The inefficiency of the gas chambers

Several accidents have been reported by the media in North Carolina media, demonstrating that gas chambers are not always effective. leakage of carbon monoxide can keep machinery to achieve or maintain a level of lethality of 6% -10% for the animals inside the chamber. The result can be a slow death or simple loss of consciousness and death took it before the animal is placed in a freezer, garbage dumps, landfills or incinerators. Some animals do not die first, either because of insufficient gas levels, the animal's age or health.

Kerry Prichard's Charlotte Observer reported a gas leak chamber in Cabarrus County Animal Control in March 1998. "The gas chamber used for euthanasia of animals was in sight of visitors and, some critics, does not always work well. Critics say the animals killed too slowly or not at all, due to leakage or overcrowding .... The gas chamber has been renovated and offers new homes. "It's a camera is in use, with composite parts. (26)

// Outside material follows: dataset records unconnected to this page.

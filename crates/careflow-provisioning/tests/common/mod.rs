//! Fixtures shared by the provisioning integration tests.

#![allow(dead_code)]

use std::{sync::Arc, time::Duration};

use careflow_core::{
    DeviceId, DeviceProvisioning, ProductId, ProductSummary, TaskAggregate, TaskId, TestClock,
};
use careflow_provisioning::{
    storage::mock::MockProvisioningStorage, ClientConfig, ProvisioningConfig,
    WebhookOrchestrator,
};
use wiremock::MockServer;

pub const API_KEY: &str = "test-api-key";
pub const PROVISION_PATH: &str = "/webhooks/crm-careflow/provision";

pub fn device(serial: &str, device_type: &str) -> DeviceProvisioning {
    DeviceProvisioning {
        id: DeviceId::new(),
        device_serial: serial.to_string(),
        device_type: device_type.to_string(),
        firmware_version: "2.0.1".to_string(),
        hardware: None,
        dev_eui: Some(format!("70B3D57ED00{serial}")),
        app_key: None,
        notes: None,
        lorawan_provisioning_status: None,
        lorawan_provisioned_at: None,
        lorawan_provisioning_error: None,
    }
}

pub fn task(uses_lorawan: bool) -> TaskAggregate {
    TaskAggregate {
        id: TaskId::new(),
        client_name: "Greenfield Dairy".to_string(),
        client_address: "12 Meadow Lane".to_string(),
        contact_email: Some("ops@greenfield.example".to_string()),
        contact_phone: None,
        latitude: Some(52.37),
        longitude: Some(4.89),
        product: ProductSummary {
            id: ProductId::new(),
            name: "Barn Climate Kit".to_string(),
            code: "BCK-2".to_string(),
            lorawan_region: None,
            uses_lorawan,
        },
        devices: vec![device("001", "Temperature sensor"), device("002", "LoRa Gateway")],
    }
}

pub fn config(server: &MockServer) -> ProvisioningConfig {
    ProvisioningConfig::new(server.uri(), API_KEY).with_client(ClientConfig {
        timeout: Duration::from_secs(5),
        ..ClientConfig::default()
    })
}

pub struct Harness {
    pub storage: MockProvisioningStorage,
    pub clock: TestClock,
    pub orchestrator: WebhookOrchestrator,
}

pub fn harness(config: ProvisioningConfig) -> Harness {
    let storage = MockProvisioningStorage::new();
    let clock = TestClock::new();
    let orchestrator =
        WebhookOrchestrator::new(config, Arc::new(storage.clone()), Arc::new(clock.clone()))
            .expect("orchestrator builds");

    Harness { storage, clock, orchestrator }
}
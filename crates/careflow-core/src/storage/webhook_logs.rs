//! Repository for the webhook delivery log.
//!
//! One row per send lifecycle. Rows are created and updated, never deleted.
//! The `attempts` counter is only ever incremented in SQL so concurrent
//! readers always see a monotonic value. Status writes are conditional on
//! the allowed predecessor states; a row in any other state is left alone
//! and reported as `CoreError::Conflict`.

use std::sync::Arc;

use chrono::{DateTime, Utc};
use sqlx::{types::Json, PgPool};

use crate::{
    error::{CoreError, Result},
    models::{DeliveryLogEntry, DeliveryStatus, LogCompletion, LogId, NewDeliveryLog, TaskId},
};

const COLUMNS: &str = "id, task_id, webhook_type, endpoint, payload, status, attempts, \
                       last_attempt_at, status_code, response, error_message, created_at";

/// Repository for delivery log operations.
pub struct Repository {
    pool: Arc<PgPool>,
}

impl Repository {
    /// Creates a new repository instance.
    pub fn new(pool: Arc<PgPool>) -> Self {
        Self { pool }
    }

    /// Returns a reference to the database pool.
    pub fn pool(&self) -> Arc<PgPool> {
        self.pool.clone()
    }

    /// Inserts a new entry in `PENDING` with zero attempts.
    ///
    /// # Errors
    ///
    /// Returns error if insert fails.
    pub async fn create(
        &self,
        log: &NewDeliveryLog,
        created_at: DateTime<Utc>,
    ) -> Result<DeliveryLogEntry> {
        let query = format!(
            r"
            INSERT INTO webhook_logs (
                id, task_id, webhook_type, endpoint, payload, status, attempts, created_at
            ) VALUES ($1, $2, $3, $4, $5, $6, 0, $7)
            RETURNING {COLUMNS}
            "
        );

        let entry = sqlx::query_as::<_, DeliveryLogEntry>(&query)
            .bind(LogId::new())
            .bind(log.task_id)
            .bind(log.webhook_type)
            .bind(&log.endpoint)
            .bind(Json(&log.payload))
            .bind(DeliveryStatus::Pending)
            .bind(created_at)
            .fetch_one(&*self.pool)
            .await?;

        Ok(entry)
    }

    /// Records the start of an attempt: increments `attempts`, stamps
    /// `last_attempt_at` and sets the in-flight status.
    ///
    /// # Errors
    ///
    /// Returns `CoreError::NotFound` if the entry does not exist and
    /// `CoreError::Conflict` if its status cannot move to `status`.
    pub async fn record_attempt(
        &self,
        id: LogId,
        status: DeliveryStatus,
        attempted_at: DateTime<Utc>,
    ) -> Result<DeliveryLogEntry> {
        let query = format!(
            r"
            UPDATE webhook_logs
            SET attempts = attempts + 1,
                last_attempt_at = $2,
                status = $3
            WHERE id = $1 AND status = ANY($4)
            RETURNING {COLUMNS}
            "
        );

        let updated = sqlx::query_as::<_, DeliveryLogEntry>(&query)
            .bind(id)
            .bind(attempted_at)
            .bind(status)
            .bind(labels(&status.predecessors()))
            .fetch_optional(&*self.pool)
            .await?;

        match updated {
            Some(entry) => Ok(entry),
            None => Err(self.rejected(id, status).await),
        }
    }

    /// Writes the terminal outcome of a lifecycle.
    ///
    /// # Errors
    ///
    /// Returns `CoreError::NotFound` if the entry does not exist and
    /// `CoreError::Conflict` if it is not in flight.
    pub async fn complete(&self, id: LogId, completion: &LogCompletion) -> Result<DeliveryLogEntry> {
        let query = format!(
            r"
            UPDATE webhook_logs
            SET status = $2,
                status_code = $3,
                response = $4,
                error_message = $5
            WHERE id = $1 AND status = ANY($6)
            RETURNING {COLUMNS}
            "
        );

        let updated = sqlx::query_as::<_, DeliveryLogEntry>(&query)
            .bind(id)
            .bind(completion.status)
            .bind(completion.status_code)
            .bind(completion.response.as_ref().map(Json))
            .bind(&completion.error_message)
            .bind(labels(&completion.status.predecessors()))
            .fetch_optional(&*self.pool)
            .await?;

        match updated {
            Some(entry) => Ok(entry),
            None => Err(self.rejected(id, completion.status).await),
        }
    }

    /// Moves a `FAILED` entry to `RETRYING` in one statement.
    ///
    /// Returns `None` when the entry is missing or not `FAILED`, so at most
    /// one concurrent manual retry wins.
    ///
    /// # Errors
    ///
    /// Returns error if the update fails.
    pub async fn claim_retry(&self, id: LogId) -> Result<Option<DeliveryLogEntry>> {
        let query = format!(
            r"
            UPDATE webhook_logs
            SET status = $2
            WHERE id = $1 AND status = $3
            RETURNING {COLUMNS}
            "
        );

        let entry = sqlx::query_as::<_, DeliveryLogEntry>(&query)
            .bind(id)
            .bind(DeliveryStatus::Retrying)
            .bind(DeliveryStatus::Failed)
            .fetch_optional(&*self.pool)
            .await?;

        Ok(entry)
    }

    async fn rejected(&self, id: LogId, next: DeliveryStatus) -> CoreError {
        match self.find_by_id(id).await {
            Ok(Some(entry)) => CoreError::Conflict(format!(
                "webhook log {id} cannot move from {} to {next}",
                entry.status
            )),
            Ok(None) => CoreError::NotFound(format!("webhook log {id} not found")),
            Err(err) => err,
        }
    }

    /// Finds an entry by id.
    ///
    /// # Errors
    ///
    /// Returns error if query fails.
    pub async fn find_by_id(&self, id: LogId) -> Result<Option<DeliveryLogEntry>> {
        let query = format!("SELECT {COLUMNS} FROM webhook_logs WHERE id = $1");

        let entry = sqlx::query_as::<_, DeliveryLogEntry>(&query)
            .bind(id)
            .fetch_optional(&*self.pool)
            .await?;

        Ok(entry)
    }

    /// Finds every entry for a task, newest first.
    ///
    /// # Errors
    ///
    /// Returns error if query fails.
    pub async fn find_by_task(&self, task_id: TaskId) -> Result<Vec<DeliveryLogEntry>> {
        let query = format!(
            r"
            SELECT {COLUMNS}
            FROM webhook_logs
            WHERE task_id = $1
            ORDER BY created_at DESC
            "
        );

        let entries = sqlx::query_as::<_, DeliveryLogEntry>(&query)
            .bind(task_id)
            .fetch_all(&*self.pool)
            .await?;

        Ok(entries)
    }
}

fn labels(statuses: &[DeliveryStatus]) -> Vec<&'static str> {
    statuses.iter().map(DeliveryStatus::as_str).collect()
}

#[cfg(test)]
mod tests {
    use super::*;

    #[tokio::test]
    async fn repository_can_be_created() {
        let pool = sqlx::PgPool::connect_lazy("postgresql://test").unwrap();
        let _repo = Repository::new(Arc::new(pool));
    }

    #[test]
    fn completion_guard_only_admits_in_flight_rows() {
        assert_eq!(labels(&DeliveryStatus::Failed.predecessors()), vec!["PENDING", "RETRYING"]);
        assert_eq!(labels(&DeliveryStatus::Retrying.predecessors()), vec![
            "PENDING", "RETRYING", "FAILED"
        ]);
    }
}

A September 2003 article by Charlotte Observer reporter Hannah Mitchell revealed problems with a gas chamber used in the Alexander County Animal Control. League volunteers heard a dog barking in a freezer after going through the gas chamber at the shelter and is expected dead. County Chamber of gas used to euthanize animals is sealed with tape. Campbell worried that the long time he improvised putty necessary for animals to die. (27)

"The Charlotte Observer death at the pound" series in June 2003 have the same problem in shelters in the county to another: "In the EU, as much as 10 dogs are gassed together in a steel 4-in-4-m. It replaced room concrete drain, causing animals to survive the gassing. "In the same article, Stanly County Animal Control Officer Randy Palmer describes a situation with a gas chamber in commercial manufacture of news: "After taking them out, some of them are not all down. Sometimes we have to put po (28)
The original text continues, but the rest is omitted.